Но еще я помню, как на день святого Иосифа нас, отглаженных и расчесанных, приводили к отцу. Он улыбался нам и выдавал каждому по кульку печенья-зепполу[30]. Строгие няньки, руководимые нашей родственницей-испанкой, были готовы забрать у нас печенье и выдавать потом по воскресеньям в течение года, но отец был добродушен и проницателен. Он сажал нас у своих ног и велел есть печенья прямо на месте. Пока мы шуршали кульками, отец нам что-то рассказывал. Как ни странно, именно эти его наставления я помню ярче всего. Может, он был не так уж и неправ в своем подходе, хотя за это на него неодобрительно смотрели наши няньки.
Я хорошо знаю историю своей семьи. В семьях, подобно нашей, крепко держатся за такие знания – даже крепче, чем в тех семьях, чей род уходит веками к античным героям или чудовищам, рожденным от связи богов и прекрасных смертных.

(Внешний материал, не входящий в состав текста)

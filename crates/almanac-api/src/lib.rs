//! # almanac-api
//!
//! HTTP management surface for the almanac workflow scheduler.
//!
//! Exposes backfill CRUD and the per-instance event log under `/api/v3`.
//! Every handler is a pure function over storage and the state manager;
//! handlers never hold locks across I/O. Every response carries an
//! `X-Request-Id` header (inbound echo or freshly minted), and unhandled
//! errors convert to a 500 whose reason includes the request id.

#![forbid(unsafe_code)]
#![deny(missing_docs)]
#![deny(rust_2018_idioms)]
#![warn(clippy::pedantic)]

pub mod context;
pub mod error;
pub mod payloads;
pub mod routes;
pub mod server;

pub use error::{ApiError, ApiResult};
pub use server::AppState;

Я знала, что бедная сестра Джиролама умерла родами, а Изабелла – от мора, бушевавшего тогда на юге Италии. Что Педро Луиджи погиб в горах.

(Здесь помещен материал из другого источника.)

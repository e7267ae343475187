//! Replay-from-log recovery.
//!
//! The event log is the single source of truth. Folding an instance's events
//! through the pure transition function reconstructs its state; this module
//! is how the engine recovers after a restart and how backfill status reads
//! reconstruct historical outcomes.
//!
//! Replay is deterministic: events are applied with their logged timestamps,
//! so folding any prefix and then the remaining suffix reaches the same
//! states as folding the whole log.

use std::collections::HashMap;

use tracing::warn;

use almanac_core::{Event, RunState, WorkflowInstance};

use crate::error::Result;
use crate::storage::Storage;

/// Reconstructs an instance's state by folding its event log.
///
/// Returns `None` if the instance has no events. A log may span several runs
/// of the same partition (a backfill re-running an old instance); a trigger
/// event following a terminal state starts a fresh fold that continues the
/// counter sequence.
///
/// # Errors
///
/// Returns an error if storage fails or the log does not fold (a corrupt or
/// manually edited log).
pub async fn replay_instance(
    storage: &dyn Storage,
    instance: &WorkflowInstance,
) -> Result<Option<RunState>> {
    let events = storage.read_events(instance).await?;
    let Some(first) = events.first() else {
        return Ok(None);
    };

    let mut state = RunState::fresh(
        instance.clone(),
        first.counter.saturating_sub(1),
        first.timestamp,
    );
    for sequenced in &events {
        if state.state.is_terminal() && is_trigger(&sequenced.event) {
            state = RunState::fresh(
                instance.clone(),
                sequenced.counter.saturating_sub(1),
                sequenced.timestamp,
            );
        }
        state = state.transition(&sequenced.event, sequenced.timestamp)?;
    }
    Ok(Some(state))
}

/// Rebuilds the in-memory state map for every instance in the
/// active-instance index.
///
/// Instances whose log fails to fold are skipped with a warning rather than
/// aborting the boot; the index row is left in place for manual inspection.
///
/// # Errors
///
/// Returns an error if the index itself cannot be read.
pub async fn replay_active_states(
    storage: &dyn Storage,
) -> Result<HashMap<WorkflowInstance, RunState>> {
    let active = storage.read_active_instances().await?;
    let mut states = HashMap::with_capacity(active.len());

    for (instance, entry) in active {
        match replay_instance(storage, &instance).await {
            Ok(Some(state)) => {
                if state.counter != entry.counter {
                    warn!(
                        instance = %instance,
                        replayed = state.counter,
                        indexed = entry.counter,
                        "active-instance index counter does not match replayed log"
                    );
                }
                if state.state.is_terminal() {
                    warn!(
                        instance = %instance,
                        state = %state.state,
                        "active-instance index points at a terminal state, skipping"
                    );
                    continue;
                }
                states.insert(instance, state);
            }
            Ok(None) => {
                warn!(instance = %instance, "active instance has no events, skipping");
            }
            Err(error) => {
                warn!(instance = %instance, error = %error, "failed to replay instance, skipping");
            }
        }
    }
    Ok(states)
}

/// Reconstructs the last known state of a backfill's instance, if its latest
/// run was started by the given trigger.
///
/// # Errors
///
/// Returns an error if storage fails.
pub async fn backfill_run_state(
    storage: &dyn Storage,
    instance: &WorkflowInstance,
    trigger_id: &str,
) -> Result<Option<RunState>> {
    let state = replay_instance(storage, instance).await.unwrap_or_else(|error| {
        warn!(instance = %instance, error = %error, "failed to replay instance for backfill status");
        None
    });
    Ok(state.filter(|s| s.data.trigger_id.as_deref() == Some(trigger_id)))
}

fn is_trigger(event: &Event) -> bool {
    matches!(event, Event::TriggerExecution { .. } | Event::TimeTrigger)
}

#[cfg(test)]
mod tests {
    use super::*;
    use almanac_core::state::{ExecutionDescription, State, TriggerParameters};
    use almanac_core::{RunState, SequencedEvent, WorkflowId};
    use chrono::Utc;

    use crate::storage::memory::MemStorage;

    fn instance() -> WorkflowInstance {
        WorkflowInstance::new(WorkflowId::new("styx", "daily"), "2020-01-01")
    }

    async fn append(storage: &MemStorage, state: RunState, event: Event) -> RunState {
        let now = Utc::now();
        let next = state.transition(&event, now).unwrap();
        let sequenced = SequencedEvent {
            instance: next.instance.clone(),
            counter: next.counter,
            timestamp: now,
            event,
        };
        storage.append_event(&sequenced, &next).await.unwrap();
        next
    }

    fn trigger(id: &str) -> Event {
        Event::TriggerExecution {
            trigger_id: id.into(),
            parameters: TriggerParameters::default(),
        }
    }

    #[tokio::test]
    async fn replay_reaches_the_live_state() {
        let storage = MemStorage::new();
        let instance = instance();
        let mut state = RunState::fresh(instance.clone(), 0, Utc::now());
        state = append(&storage, state, trigger("backfill-1")).await;
        state = append(&storage, state, Event::Dequeue).await;
        state = append(
            &storage,
            state,
            Event::Submit {
                description: ExecutionDescription {
                    docker_image: "busybox:1".into(),
                    docker_args: vec![],
                },
            },
        )
        .await;

        let replayed = replay_instance(&storage, &instance).await.unwrap().unwrap();
        assert_eq!(replayed.state, state.state);
        assert_eq!(replayed.counter, state.counter);
        assert_eq!(replayed.data, state.data);
    }

    #[tokio::test]
    async fn replay_spans_a_re_triggered_partition() {
        let storage = MemStorage::new();
        let instance = instance();

        // First run ends in DONE via halt.
        let mut state = RunState::fresh(instance.clone(), 0, Utc::now());
        state = append(&storage, state, trigger("natural-1")).await;
        state = append(&storage, state, Event::Halt).await;
        assert_eq!(state.state, State::Done);

        // A backfill re-runs the partition, continuing the counter sequence.
        let fresh = RunState::fresh(instance.clone(), state.counter, Utc::now());
        let requeued = append(&storage, fresh, trigger("backfill-2")).await;
        assert_eq!(requeued.counter, 3);

        let replayed = replay_instance(&storage, &instance).await.unwrap().unwrap();
        assert_eq!(replayed.state, State::Queued);
        assert_eq!(replayed.counter, 3);
        assert_eq!(replayed.data.trigger_id.as_deref(), Some("backfill-2"));
    }

    #[tokio::test]
    async fn replay_active_states_rebuilds_only_live_instances() {
        let storage = MemStorage::new();
        let live = instance();
        let finished =
            WorkflowInstance::new(WorkflowId::new("styx", "daily"), "2020-01-02");

        let state = RunState::fresh(live.clone(), 0, Utc::now());
        append(&storage, state, trigger("backfill-1")).await;

        let mut other = RunState::fresh(finished.clone(), 0, Utc::now());
        other = append(&storage, other, trigger("backfill-1")).await;
        append(&storage, other, Event::Halt).await;

        let states = replay_active_states(&storage).await.unwrap();
        assert_eq!(states.len(), 1);
        assert_eq!(states[&live].state, State::Queued);
    }

    #[tokio::test]
    async fn backfill_run_state_filters_on_trigger_id() {
        let storage = MemStorage::new();
        let instance = instance();
        let state = RunState::fresh(instance.clone(), 0, Utc::now());
        append(&storage, state, trigger("backfill-1")).await;

        let matching = backfill_run_state(&storage, &instance, "backfill-1")
            .await
            .unwrap();
        assert!(matching.is_some());

        let other = backfill_run_state(&storage, &instance, "backfill-2")
            .await
            .unwrap();
        assert!(other.is_none());

        let no_events = backfill_run_state(
            &storage,
            &WorkflowInstance::new(WorkflowId::new("styx", "daily"), "1999-01-01"),
            "backfill-1",
        )
        .await
        .unwrap();
        assert!(no_events.is_none());
    }
}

Я помню, что маленький Родриго – бастард отца и одной куртизанки – умер в тринадцать лет от чумы. Я очень горевала о нем.
И много еще чего помню.
Но иногда, в такие ночи, как эта, мне кажется, что все на самом деле было не так. Мне кажется, что я вижу, как моя мать превращается в дерево, а сестры, которых я никогда не видела, парят призраками за окном. Мне кажется – и это ужасно, – что Сезар целует меня как женщину, а не как сестру. Мне кажется, что мои косы чуть приподнимаются над землей, мне кажется, что если я обернусь, то увижу, как они парят. Тогда я смогу их отрезать и соткать из них покров, и наброшу на Феррару, и никакой недруг ее не найдет.
Это глупо, конечно. Может, когда-то такое и было возможно, но те времена прошли. В такие дни я перекидываю косы себе на грудь и в очередной раз убеждаюсь: волосы – это только волосы.